**Data to use:**
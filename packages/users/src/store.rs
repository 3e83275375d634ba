//! Process-wide collection of user records.
//!
//! Records are kept in creation order and looked up by linear scan. Every
//! operation runs inside a single critical section of one [`Mutex`], so a
//! lookup and the mutation that follows it can't interleave with another
//! request.

use std::sync::{Mutex, MutexGuard, PoisonError};

use userbox_logging::debug_or_trace;

use crate::{
    UserError,
    models::{NewUser, User, UserUpdate},
};

#[derive(Debug)]
struct Users {
    records: Vec<User>,
    next_id: i64,
}

impl Default for Users {
    fn default() -> Self {
        Self {
            records: vec![],
            next_id: 1,
        }
    }
}

impl Users {
    fn position(&self, id: i64) -> Option<usize> {
        self.records.iter().position(|user| user.id == id)
    }
}

/// In-memory user store shared by all request handlers.
///
/// Ids come from a monotonic counter starting at 1 and are never handed out
/// twice, even after the record that held them was deleted.
#[derive(Debug, Default)]
pub struct UserStore {
    users: Mutex<Users>,
}

impl UserStore {
    #[must_use]
    pub fn new() -> Self {
        Self::default()
    }

    // Every critical section leaves `Users` consistent, so a poisoned lock is
    // still safe to use.
    fn lock(&self) -> MutexGuard<'_, Users> {
        self.users.lock().unwrap_or_else(PoisonError::into_inner)
    }

    /// Returns a snapshot of every record in creation order.
    #[must_use]
    pub fn list(&self) -> Vec<User> {
        self.lock().records.clone()
    }

    #[must_use]
    pub fn get(&self, id: i64) -> Option<User> {
        let users = self.lock();
        users.position(id).map(|index| users.records[index].clone())
    }

    #[must_use]
    pub fn len(&self) -> usize {
        self.lock().records.len()
    }

    #[must_use]
    pub fn is_empty(&self) -> bool {
        self.lock().records.is_empty()
    }

    /// Assigns the next id to `user` and appends it.
    ///
    /// Returns the created record along with a snapshot of the whole store
    /// taken in the same critical section.
    pub fn create(&self, user: NewUser) -> (User, Vec<User>) {
        let mut users = self.lock();

        let id = users.next_id;
        users.next_id += 1;

        let user = user.into_user(id);
        users.records.push(user.clone());
        let snapshot = users.records.clone();
        drop(users);

        debug_or_trace!(
            ("Created user id={id}"),
            ("Created user {user:?} (total={})", snapshot.len())
        );

        (user, snapshot)
    }

    /// Removes the record with the given id, keeping the order of the rest.
    ///
    /// # Errors
    ///
    /// * If no record has the given id
    pub fn delete(&self, id: i64) -> Result<User, UserError> {
        let mut users = self.lock();

        let Some(index) = users.position(id) else {
            return Err(UserError::NotFound { id });
        };

        let user = users.records.remove(index);
        drop(users);

        log::debug!("Deleted user id={id}");

        Ok(user)
    }

    /// Applies `update` to the record with the given id and returns the
    /// updated record.
    ///
    /// # Errors
    ///
    /// * If no record has the given id
    pub fn update(&self, id: i64, update: UserUpdate) -> Result<User, UserError> {
        if update.is_empty() {
            log::trace!("Empty update for user id={id}");
        }

        let mut users = self.lock();

        let Some(index) = users.position(id) else {
            return Err(UserError::NotFound { id });
        };

        let user = &mut users.records[index];
        update.apply_to(user);
        let user = user.clone();
        drop(users);

        debug_or_trace!(("Updated user id={id}"), ("Updated user {user:?}"));

        Ok(user)
    }
}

**Your objective:** Tell how many lines above include "NewUser", and add no other text.

**Reply to the exercise:** 2